In the end, I made bridle joints for the ends - they have so far survived 3 years with no problems.
I also used floating tenons for the internal bracing, but not something as small as the domino - rather, I use a 1/2" x 2" spiral upcut bit to cut a massive deep mortise and made my own super 'domino' to fit.
Finally, it is probably easiest to make these in three layers, each 1/2" or so thick. This makes it a LOT easier to include the tongue and groove as there is no need to cut odd angles (or in my case, curves)
As with all things in woodworking, there are a great many ways to achieve the end goal. If you do decide to go with Dominos, I would use rather a lot of them, just to be safe.
Unfortunately i'm limited with machinery so I can't make bridle joint but maybe three layers could be valid approach here, thanks for suggestions.
There is a FW article by Michael Pekovich called ‘Turn Your Garage Into a Real Workshop’, which describes a method for making lightweight carriage doors, using strap hinges. You should have a look at this.
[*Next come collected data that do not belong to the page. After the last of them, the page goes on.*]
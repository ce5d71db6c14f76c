//! Players: animation-like objects produced from styling changes.
//!
//! A binding may carry a [`PlayerFactory`]. Instead of writing straight to the
//! renderer, changed values are then collected by a [`PlayerBuilder`] and, on
//! render, turned into a player that is queued with the [`PlayerHandler`].
//!
//! Builders live in slots of a [`PlayerContext`]. Slot `1` belongs to the class
//! map binding and slot `2` to the style map binding; single property bindings
//! get slots appended after those. Slot `0` means "no builder".

use hashbrown::HashMap;
use std::fmt;
use std::rc::Rc;

use crate::ids::ElementId;
use crate::value::Value;

/// Slot of the class map binding's builder.
pub const CLASS_MAP_PLAYER_SLOT: usize = 1;
/// Slot of the style map binding's builder.
pub const STYLE_MAP_PLAYER_SLOT: usize = 2;

pub trait Player {
    fn play(&self) {}
    fn destroy(&self);
    fn is_destroyed(&self) -> bool;
}

pub type PlayerRef = Rc<dyn Player>;

#[derive(Copy, Clone, Debug, PartialEq, Eq, Hash, serde::Serialize, serde::Deserialize)]
pub enum BindingType {
    Unset,
    Class,
    Style,
}

/// Builds a player from the values collected for one binding.
pub trait PlayerFactory {
    fn build(
        &self,
        element: Option<ElementId>,
        binding_type: BindingType,
        values: &HashMap<String, Value>,
        is_first_render: bool,
        current: Option<&PlayerRef>,
    ) -> Option<PlayerRef>;
}

/// A binding value paired with the factory that should animate it.
pub struct BoundPlayerFactory<T> {
    pub factory: Rc<dyn PlayerFactory>,
    pub value: T,
}

impl<T: Clone> Clone for BoundPlayerFactory<T> {
    fn clone(&self) -> Self {
        Self {
            factory: Rc::clone(&self.factory),
            value: self.value.clone(),
        }
    }
}

impl<T: fmt::Debug> fmt::Debug for BoundPlayerFactory<T> {
    fn fmt(&self, f: &mut fmt::Formatter<'_>) -> fmt::Result {
        f.debug_struct("BoundPlayerFactory")
            .field("value", &self.value)
            .finish_non_exhaustive()
    }
}

pub fn bind_player_factory<T>(factory: Rc<dyn PlayerFactory>, value: T) -> BoundPlayerFactory<T> {
    BoundPlayerFactory { factory, value }
}

/// What a builder produced when asked for a player.
pub enum BuildOutcome {
    /// Nothing changed; keep whatever player is running.
    Unchanged,
    /// The factory declined; the running player should be stopped.
    Cleared,
    Built(PlayerRef),
}

pub trait PlayerBuilder {
    fn set_value(&mut self, prop: &str, value: Value);
    fn build_player(&mut self, current: Option<&PlayerRef>, is_first_render: bool)
        -> BuildOutcome;
}

/// Receives newly built players. The host decides when to start them.
pub trait PlayerHandler {
    fn queue_player(&mut self, player: PlayerRef, element: Option<ElementId>);
    fn flush_players(&mut self);
}

/// Handler that keeps queued players until flushed, then plays them in order.
#[derive(Default)]
pub struct CorePlayerHandler {
    queue: Vec<PlayerRef>,
}

impl CorePlayerHandler {
    pub fn new() -> Self {
        Self::default()
    }

    pub fn queued(&self) -> usize {
        self.queue.len()
    }
}

impl PlayerHandler for CorePlayerHandler {
    fn queue_player(&mut self, player: PlayerRef, _element: Option<ElementId>) {
        self.queue.push(player);
    }

    fn flush_players(&mut self) {
        for player in self.queue.drain(..) {
            player.play();
        }
    }
}

/// Builder used for both map and single bindings: gathers changed values and
/// hands them to the factory once per render.
pub struct ClassAndStylePlayerBuilder {
    factory: Rc<dyn PlayerFactory>,
    element: Option<ElementId>,
    binding_type: BindingType,
    values: HashMap<String, Value>,
    dirty: bool,
}

impl ClassAndStylePlayerBuilder {
    pub fn new(
        factory: Rc<dyn PlayerFactory>,
        element: Option<ElementId>,
        binding_type: BindingType,
    ) -> Self {
        Self {
            factory,
            element,
            binding_type,
            values: HashMap::new(),
            dirty: false,
        }
    }
}

impl PlayerBuilder for ClassAndStylePlayerBuilder {
    fn set_value(&mut self, prop: &str, value: Value) {
        if self.values.get(prop) != Some(&value) {
            self.values.insert(prop.to_string(), value);
            self.dirty = true;
        }
    }

    fn build_player(
        &mut self,
        current: Option<&PlayerRef>,
        is_first_render: bool,
    ) -> BuildOutcome {
        if !self.dirty {
            return BuildOutcome::Unchanged;
        }
        let player = self.factory.build(
            self.element,
            self.binding_type,
            &self.values,
            is_first_render,
            current,
        );
        self.values.clear();
        self.dirty = false;
        match player {
            Some(p) => BuildOutcome::Built(p),
            None => BuildOutcome::Cleared,
        }
    }
}

fn same_player(a: &PlayerRef, b: &PlayerRef) -> bool {
    std::ptr::eq(Rc::as_ptr(a) as *const (), Rc::as_ptr(b) as *const ())
}

#[derive(Default)]
struct BuilderSlot {
    builder: Option<Box<dyn PlayerBuilder>>,
    player: Option<PlayerRef>,
}

/// Builder slots plus players that were added directly to the element.
#[derive(Default)]
pub struct PlayerContext {
    slots: Vec<BuilderSlot>,
    players: Vec<PlayerRef>,
}

impl fmt::Debug for PlayerContext {
    fn fmt(&self, f: &mut fmt::Formatter<'_>) -> fmt::Result {
        f.debug_struct("PlayerContext")
            .field("slots", &self.slots.len())
            .field("players", &self.players.len())
            .finish()
    }
}

impl PlayerContext {
    /// A context with the two map slots reserved.
    pub fn new(capacity: usize) -> Self {
        let mut slots = Vec::with_capacity(capacity.max(STYLE_MAP_PLAYER_SLOT));
        slots.push(BuilderSlot::default());
        slots.push(BuilderSlot::default());
        Self {
            slots,
            players: Vec::new(),
        }
    }

    pub fn slot_count(&self) -> usize {
        self.slots.len()
    }

    pub(crate) fn has_builder(&self, slot: usize) -> bool {
        slot > 0
            && self
                .slots
                .get(slot - 1)
                .is_some_and(|s| s.builder.is_some())
    }

    /// Stores `builder` in `slot`, or in a fresh slot when `slot` is 0. Returns the slot used.
    pub(crate) fn set_builder(
        &mut self,
        builder: Option<Box<dyn PlayerBuilder>>,
        slot: usize,
    ) -> usize {
        match self.slots.get_mut(slot.wrapping_sub(1)) {
            Some(s) if slot > 0 => {
                s.builder = builder;
                slot
            }
            _ => {
                self.slots.push(BuilderSlot {
                    builder,
                    player: None,
                });
                self.slots.len()
            }
        }
    }

    pub(crate) fn builder_mut(&mut self, slot: usize) -> Option<&mut dyn PlayerBuilder> {
        if slot == 0 {
            return None;
        }
        match self.slots.get_mut(slot - 1) {
            Some(BuilderSlot {
                builder: Some(b), ..
            }) => Some(b.as_mut()),
            _ => None,
        }
    }

    /// Records `player` (in `slot` when given) and queues it. Returns whether a player was queued.
    pub(crate) fn add_player(
        &mut self,
        handler: &mut dyn PlayerHandler,
        element: Option<ElementId>,
        player: Option<PlayerRef>,
        slot: Option<usize>,
    ) -> bool {
        let Some(player) = player else {
            return false;
        };
        match slot.and_then(|s| s.checked_sub(1)).and_then(|i| self.slots.get_mut(i)) {
            Some(s) => s.player = Some(Rc::clone(&player)),
            None => self.players.push(Rc::clone(&player)),
        }
        handler.queue_player(player, element);
        true
    }

    /// Asks every builder for a player, queues what was built and destroys what
    /// it replaces. Returns the number of players queued.
    pub(crate) fn flush_builders(
        &mut self,
        handler: &mut dyn PlayerHandler,
        element: Option<ElementId>,
        is_first_render: bool,
    ) -> usize {
        let mut queued = 0;
        for index in 0..self.slots.len() {
            let old = self.slots[index].player.clone();
            let outcome = match self.slots[index].builder.as_mut() {
                Some(builder) => builder.build_player(old.as_ref(), is_first_render),
                None if old.is_some() => BuildOutcome::Cleared,
                None => continue,
            };
            match outcome {
                BuildOutcome::Unchanged => continue,
                BuildOutcome::Built(player) if old.as_ref().is_some_and(|o| same_player(o, &player)) => {
                    continue
                }
                BuildOutcome::Cleared => self.slots[index].player = None,
                BuildOutcome::Built(player) => {
                    if self.add_player(handler, element, Some(player), Some(index + 1)) {
                        queued += 1;
                    }
                }
            }
            if let Some(old) = old {
                old.destroy();
            }
        }
        queued
    }

    /// Live players: slot players first, then the ones added directly.
    pub fn players(&self) -> Vec<PlayerRef> {
        self.slots
            .iter()
            .filter_map(|s| s.player.as_ref())
            .chain(self.players.iter())
            .filter(|p| !p.is_destroyed())
            .cloned()
            .collect()
    }
}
Will definitely search for it, thanks!
Let me know. Speaking as a retired journeyman carpenter, this is what I would do.
Think about the twisting force on the right door when the middle door is half opened as in your third picture. You will definitely need to support the bottom corner of the middle door(s). On a very level surface!
Weight ratings are your biggest thing to check. Lots of options for regular swing doors 45" is wide but well within the norms. Continuous hinges have knuckles from top to bottom. The other option is offset pivots. Both can have ratings over 400lbs. Let me know I'll be happy to help with model numbers. Doors are my day job.
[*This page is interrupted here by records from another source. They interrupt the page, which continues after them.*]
mod client_tests;
mod collection_tests;
mod health_tests;
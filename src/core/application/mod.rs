//! Use cases built on the transport and the domain.

pub mod health_monitor;
pub mod service_actions;

pub use health_monitor::{HealthMonitor, HealthSource};
pub use service_actions::ServiceActions;
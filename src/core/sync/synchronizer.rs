//! Polling synchronizer that keeps a local collection in line with a backend
//! endpoint.
//!
//! # Example
//!
//! ```ignore
//! let hosts = client.hosts();
//! hosts.update().await?;          // one explicit refresh
//! hosts.activate();               // refresh every poll period
//! let alpha = hosts.get("h1");
//! hosts.deactivate();
//! ```

use crate::core::{
    domain::{
        error::ConsoleResult, model::entity::Entity, value_object::PollFrequency,
    },
    sync::{
        collection::{Collection, SyncSummary},
        source::CollectionSource,
    },
};
use std::sync::{Arc, Mutex, PoisonError, RwLock, Weak};
use std::time::SystemTime;
use tokio::sync::watch;
use tokio::time::MissedTickBehavior;
use tokio_util::sync::CancellationToken;
use tracing::{debug, info, warn};

/// Outcome of the most recent refresh attempt.
#[derive(Debug, Clone, Default, PartialEq)]
pub struct SyncStatus {
    /// Number of completed attempts, successful or not.
    pub generation: u64,
    /// When the last attempt completed.
    pub last_update: Option<SystemTime>,
    /// Error message of the last attempt, if it failed.
    pub last_error: Option<String>,
}

struct Poller {
    shutdown: CancellationToken,
    handle: tokio::task::JoinHandle<()>,
}

struct Shared<S: CollectionSource> {
    name: String,
    source: S,
    collection: RwLock<Collection<S::Model>>,
    status: watch::Sender<SyncStatus>,
    frequency: Mutex<PollFrequency>,
    poller: Mutex<Option<Poller>>,
}

impl<S: CollectionSource> Shared<S> {
    async fn update(&self) -> ConsoleResult<SyncSummary> {
        // Nothing is locked while the fetch is in flight. Overlapping updates
        // each reconcile their own snapshot; the last one to finish wins.
        let outcome = self.source.fetch().await.map(|snapshot| {
            self.collection
                .write()
                .unwrap_or_else(PoisonError::into_inner)
                .reconcile(snapshot)
        });

        match &outcome {
            Ok(summary) => debug!(
                collection = %self.name,
                created = summary.created,
                updated = summary.updated,
                removed = summary.removed,
                "Collection reconciled"
            ),
            Err(e) => debug!(collection = %self.name, error = %e, "Collection fetch failed"),
        }

        self.status.send_modify(|status| {
            status.generation += 1;
            status.last_update = Some(SystemTime::now());
            status.last_error = outcome.as_ref().err().map(ToString::to_string);
        });

        outcome
    }

    fn stop_polling(&self) -> bool {
        let poller = self
            .poller
            .lock()
            .unwrap_or_else(PoisonError::into_inner)
            .take();
        match poller {
            Some(poller) => {
                poller.shutdown.cancel();
                true
            }
            None => false,
        }
    }
}

impl<S: CollectionSource> Drop for Shared<S> {
    fn drop(&mut self) {
        self.stop_polling();
    }
}

/// Keeps an id → entity map and its companion list eventually consistent with
/// a [`CollectionSource`].
///
/// Cloning is cheap and every clone drives the same collection.
pub struct Synchronizer<S: CollectionSource> {
    shared: Arc<Shared<S>>,
}

impl<S: CollectionSource> Clone for Synchronizer<S> {
    fn clone(&self) -> Self {
        Self {
            shared: Arc::clone(&self.shared),
        }
    }
}

impl<S: CollectionSource> Synchronizer<S> {
    /// Creates an inactive synchronizer with an empty collection.
    pub fn new(name: impl Into<String>, source: S, frequency: PollFrequency) -> Self {
        let (status, _) = watch::channel(SyncStatus::default());
        Self {
            shared: Arc::new(Shared {
                name: name.into(),
                source,
                collection: RwLock::new(Collection::new()),
                status,
                frequency: Mutex::new(frequency),
                poller: Mutex::new(None),
            }),
        }
    }

    pub fn name(&self) -> &str {
        &self.shared.name
    }

    /// Fetches the full collection once and reconciles it.
    ///
    /// On failure the error is returned and the collection is left untouched.
    /// An empty response is valid and clears the collection.
    pub async fn update(&self) -> ConsoleResult<SyncSummary> {
        self.shared.update().await
    }

    /// Starts polling, or restarts the timer if already polling.
    ///
    /// The first scheduled refresh happens one period from now. Must be called
    /// from within a tokio runtime.
    pub fn activate(&self) {
        let period = self.poll_frequency().period();
        let shutdown = CancellationToken::new();
        let handle = tokio::spawn(poll(
            Arc::downgrade(&self.shared),
            period,
            shutdown.clone(),
        ));

        let previous = self
            .shared
            .poller
            .lock()
            .unwrap_or_else(PoisonError::into_inner)
            .replace(Poller { shutdown, handle });
        if let Some(previous) = previous {
            previous.shutdown.cancel();
        }

        info!(
            collection = %self.shared.name,
            period_ms = period.as_millis() as u64,
            "Polling activated"
        );
    }

    /// Stops polling. A refresh already in flight is allowed to finish.
    pub fn deactivate(&self) {
        if self.shared.stop_polling() {
            info!(collection = %self.shared.name, "Polling deactivated");
        }
    }

    pub fn is_active(&self) -> bool {
        self.shared
            .poller
            .lock()
            .unwrap_or_else(PoisonError::into_inner)
            .as_ref()
            .is_some_and(|poller| !poller.handle.is_finished())
    }

    pub fn poll_frequency(&self) -> PollFrequency {
        *self
            .shared
            .frequency
            .lock()
            .unwrap_or_else(PoisonError::into_inner)
    }

    /// Changes the poll period. An active poller is restarted with it.
    pub fn set_poll_frequency(&self, frequency: PollFrequency) {
        *self
            .shared
            .frequency
            .lock()
            .unwrap_or_else(PoisonError::into_inner) = frequency;
        if self.is_active() {
            self.activate();
        }
    }

    /// Local lookup; never fetches.
    pub fn get(&self, id: &str) -> Option<Arc<Entity<S::Model>>> {
        self.read(|collection| collection.get(id))
    }

    pub fn contains(&self, id: &str) -> bool {
        self.read(|collection| collection.contains(id))
    }

    /// Entities in discovery order.
    pub fn list(&self) -> Vec<Arc<Entity<S::Model>>> {
        self.read(|collection| collection.list().to_vec())
    }

    pub fn len(&self) -> usize {
        self.read(Collection::len)
    }

    pub fn is_empty(&self) -> bool {
        self.read(Collection::is_empty)
    }

    pub fn status(&self) -> SyncStatus {
        self.shared.status.borrow().clone()
    }

    /// Watches the outcome of every completed refresh.
    pub fn subscribe(&self) -> watch::Receiver<SyncStatus> {
        self.shared.status.subscribe()
    }

    /// Resolves once the first refresh attempt has completed.
    pub async fn ready(&self) {
        let mut status = self.subscribe();
        // The sender lives as long as `self`, so this cannot fail.
        let _ = status.wait_for(|status| status.generation > 0).await;
    }

    fn read<R>(&self, f: impl FnOnce(&Collection<S::Model>) -> R) -> R {
        f(&self
            .shared
            .collection
            .read()
            .unwrap_or_else(PoisonError::into_inner))
    }

    #[cfg(test)]
    pub(crate) fn assert_in_sync(&self) {
        self.read(Collection::assert_in_sync);
    }
}

async fn poll<S: CollectionSource>(
    shared: Weak<Shared<S>>,
    period: std::time::Duration,
    shutdown: CancellationToken,
) {
    let mut interval = tokio::time::interval(period);
    interval.set_missed_tick_behavior(MissedTickBehavior::Delay);
    // Skip the first immediate tick
    interval.tick().await;

    loop {
        tokio::select! {
            biased;

            _ = shutdown.cancelled() => break,

            _ = interval.tick() => {
                let Some(shared) = shared.upgrade() else { break };
                if let Err(e) = shared.update().await {
                    warn!(collection = %shared.name, error = %e, "Scheduled refresh failed");
                }
            }
        }
    }
}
He has 90 inches with the two right doors attached together. The weight is not the issue, it’s the moment arm at the top right hinge, the bottom one is under compression so nothing to worry there, after that the top horizontal stile carry the load, those diagonals aren’t helping since not going to the top.
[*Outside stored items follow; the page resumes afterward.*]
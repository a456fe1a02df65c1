use serde::{Deserialize, Serialize};
use std::fmt;

/// The user-declared run intent of a service.
///
/// The backend encodes it as an integer: `1` start, `0` stop, `-1` restart,
/// `2` pause. Integers outside that set are kept as [`DesiredState::Other`]
/// so a single odd service never fails a whole collection.
#[derive(Debug, Clone, Copy, PartialEq, Eq, Hash, Default, Serialize, Deserialize)]
#[serde(from = "i64", into = "i64")]
pub enum DesiredState {
    Started,
    #[default]
    Stopped,
    Restarting,
    Paused,
    Other(i64),
}

impl DesiredState {
    /// Returns `true` when instances are expected to be running.
    ///
    /// A restarting service is expected to come back up, so it counts as started.
    #[must_use]
    pub fn expects_running(self) -> bool {
        matches!(self, DesiredState::Started | DesiredState::Restarting)
    }
}

impl From<i64> for DesiredState {
    fn from(value: i64) -> Self {
        match value {
            1 => DesiredState::Started,
            0 => DesiredState::Stopped,
            -1 => DesiredState::Restarting,
            2 => DesiredState::Paused,
            other => DesiredState::Other(other),
        }
    }
}

impl From<DesiredState> for i64 {
    fn from(state: DesiredState) -> Self {
        match state {
            DesiredState::Started => 1,
            DesiredState::Stopped => 0,
            DesiredState::Restarting => -1,
            DesiredState::Paused => 2,
            DesiredState::Other(value) => value,
        }
    }
}

impl fmt::Display for DesiredState {
    fn fmt(&self, f: &mut fmt::Formatter<'_>) -> fmt::Result {
        f.write_str(match self {
            DesiredState::Started => "started",
            DesiredState::Stopped => "stopped",
            DesiredState::Restarting => "restarting",
            DesiredState::Paused => "paused",
            DesiredState::Other(_) => "unknown",
        })
    }
}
I agree with you and chi. Pekovich’s solution is to build a frame for two doors and another for the single. No hinging one door to another. This is a radical departure from the original idea, as is the design of the doors, themselves. If two doors do not afford enough access, then I have no solution other than what has been proposed already.
Gulfstar, would reversing the diagonal to reach up to the hinge side make a diff?
Casters are iffy, most driveways slope down from the doors.
Its one issue to be considered. Certainly not his only issue. Depending on the materials used weight can be a big issue. Honestly it's always an issue just typically presolved by specification and nobody concerns themselves with it. Weight the materials use a properly matched hinge to avoid a problem that won't show up for a while.
Thanks everyone for the replies, it helps a lot.
I've checked Pekovich's solution and I like it, I think I will end up doing similar thing, so having fixed side panels, and two frames for doors where each door would be 45" wide..
I could also use then strap hinges for those regular 45" swing doors which should hopefully provide enough support.
I see the point of gulfstars's comment about diagonale brace not being that much of help as it's not going to the top but I think I might still keep it, I somehow believe it can't make things worse, just help eventually even if it's not signifcant help.
Again, thanks for all of your comments, I did mostly carpentry work so far and I like getting better understanding of fine woodworking on projects like this.
Using strap hinges that reach across the stiles far in the horizontal rails would compensate for the short tenons.
If you build to Pekovich’s design, then all the strength of the doors is in the torsion box. Rails, stiles, and diagonals, are all trim.